Już zapewne nie raz pisałam jak bardzo lubię zupy w formie kremu. Dzisiaj kolejna wariacja na temat warzyw potratowanych blenderem:) Krem z marchwi to raczej nic szalonego, ale w mojej podrasowanej wersji to cała armia smaków:) A mleko kokosowe dodaje nieco "egzotyki" naszej dobrej, poczciwej marchewce:)
składniki(na 4 porcje);
około 1 kg młodej, słodkiej marchwi
puszka 250ml mleka kokosowego
sok wyciśnięty z 2 dużych pomarańczy
1 czerwona cebula
2 ząbki czosnku
około 2 cm otartego imbiru
sól, pieprz
szczypiorek
olej z orzechów włoskich
Sposób przygotowania:
Na rozgrzanym oleju podsmażamy posiekaną cebulę, czosnek i imbir. Gdy cebula się zeszkli dodajemy obraną i pokrojoną na części marchew i zalewamy wodą.Gotujemy do momentu aż marchew będzie bardzo miękka a woda częściowo zredukowana. Całość blendujemy wedle upodobań- na bardziej lub mniej jednolity krem. dodajemy mleko kokosowe oraz sok z pomarańczy, mieszamy i gotujemy jeszcze chwilę. doprawiamy solą i pieprzem. Warto podać krem z posiekanym szczypiorkiem- fajnie zaostrza smak.

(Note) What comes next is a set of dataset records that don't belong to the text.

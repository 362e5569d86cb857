//! Command-line arguments for the gateway.
use clap::Parser;
use quote_common::net::{
    DEFAULT_GENERATOR_ADDR, GENERATOR_ADDR_ENV, HTTP_PORT, addr, validate_addr,
};
use quote_common::symbols::{parse_symbol_list, parse_symbols};
use quote_common::{QuoteError, Result};
use std::fs::File;
use std::io::BufReader;
use std::path::{Path, PathBuf};
use std::time::Duration;

use crate::collector::{DEFAULT_SYMBOLS, DEFAULT_WINDOW, GatewayConfig};

/// Parsed command-line arguments.
#[derive(Debug, Parser)]
#[command(version, about, long_about = None)]
pub struct Args {
    /// Address of the quote generator stream (`host:port`).
    #[clap(long, env = GENERATOR_ADDR_ENV, default_value = DEFAULT_GENERATOR_ADDR)]
    pub generator_addr: String,

    /// Address the HTTP gateway listens on.
    #[clap(long, env = "GATEWAY_HTTP_LISTEN", default_value_t = addr("0.0.0.0", HTTP_PORT))]
    pub http_listen: String,

    /// Symbols requested for every snapshot, separated by commas or spaces.
    #[clap(long, env = "GATEWAY_SYMBOLS", default_value = DEFAULT_SYMBOLS)]
    pub symbols: String,

    /// File with symbols, one or more per line; `#` starts a comment line.
    /// Takes precedence over `--symbols`.
    #[clap(long, env = "GATEWAY_SYMBOLS_FILE")]
    pub symbols_file: Option<PathBuf>,

    /// Length of the collection window in seconds.
    #[clap(long, env = "GATEWAY_WINDOW_SECS", default_value_t = DEFAULT_WINDOW.as_secs())]
    pub window_secs: u64,
}

/// Validated gateway configuration.
#[derive(Debug, Clone)]
pub struct Config {
    pub gateway: GatewayConfig,
    pub http_listen: String,
}

impl Args {
    pub fn into_config(self) -> Result<Config> {
        let symbols = match &self.symbols_file {
            Some(path) => read_symbols_file(path)?,
            None => parse_symbol_list(&self.symbols),
        };
        if symbols.is_empty() {
            return Err(QuoteError::ParseSymbols("symbol list is empty".to_string()));
        }
        if self.window_secs == 0 {
            return Err(QuoteError::Format("--window-secs must be positive".to_string()));
        }
        Ok(Config {
            gateway: GatewayConfig {
                generator_addr: validate_addr(&self.generator_addr)?,
                symbols,
                window: Duration::from_secs(self.window_secs),
            },
            http_listen: validate_addr(&self.http_listen)?,
        })
    }
}

fn read_symbols_file(path: &Path) -> Result<Vec<String>> {
    let file = File::open(path)?;
    parse_symbols(BufReader::new(file))
}

#[cfg(test)]
mod tests {
    use super::*;
    use std::fs;
    use std::process;

    fn temp_file(name: &str, contents: &str) -> PathBuf {
        let path = std::env::temp_dir().join(format!("{}-{}", process::id(), name));
        fs::write(&path, contents).unwrap();
        path
    }

    #[test]
    fn default_symbols_and_window() {
        let config = Args::try_parse_from(["quote_gateway"])
            .unwrap()
            .into_config()
            .unwrap();
        assert_eq!(config.gateway.symbols, vec!["BTC", "ETH", "SBER"]);
        assert_eq!(config.gateway.window, Duration::from_secs(5));
    }

    #[test]
    fn empty_symbol_list_is_rejected() {
        let args = Args::try_parse_from(["quote_gateway", "--symbols", " , "]).unwrap();
        assert!(matches!(args.into_config(), Err(QuoteError::ParseSymbols(_))));
    }

    #[test]
    fn symbols_file_overrides_symbols_flag() {
        let path = temp_file("gateway-symbols.txt", "# watched\nDOGE, BTC\n\nSOL\n");
        let args = Args::try_parse_from([
            "quote_gateway",
            "--symbols",
            "ETH",
            "--symbols-file",
            path.to_str().unwrap(),
        ])
        .unwrap();
        let config = args.into_config().unwrap();
        fs::remove_file(&path).unwrap();
        assert_eq!(config.gateway.symbols, vec!["DOGE", "BTC", "SOL"]);
    }

    #[test]
    fn symbols_file_with_only_comments_is_rejected() {
        let path = temp_file("gateway-comments.txt", "# nothing here\n");
        let args = Args::try_parse_from([
            "quote_gateway",
            "--symbols-file",
            path.to_str().unwrap(),
        ])
        .unwrap();
        let result = args.into_config();
        fs::remove_file(&path).unwrap();
        assert!(matches!(result, Err(QuoteError::ParseSymbols(_))));
    }

    #[test]
    fn missing_symbols_file_is_an_io_error() {
        let args = Args::try_parse_from([
            "quote_gateway",
            "--symbols-file",
            "/nonexistent/quote-gateway-symbols.txt",
        ])
        .unwrap();
        assert!(matches!(args.into_config(), Err(QuoteError::Io(_))));
    }
}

Gotowe!
smacznego:)
nie powinno sie podgrzewac oleju z orzechow wloskich. slyszalam ze powinno sie go uzywac raczej do salatek i innych dan, ale na zimno. :)
OdpowiedzUsuńMożna go podgrzewać- na tym który mam jest wyraźnie napisane, że można używać go tez na ciepło. nie można go natomiast przegrzać bo traci aromat.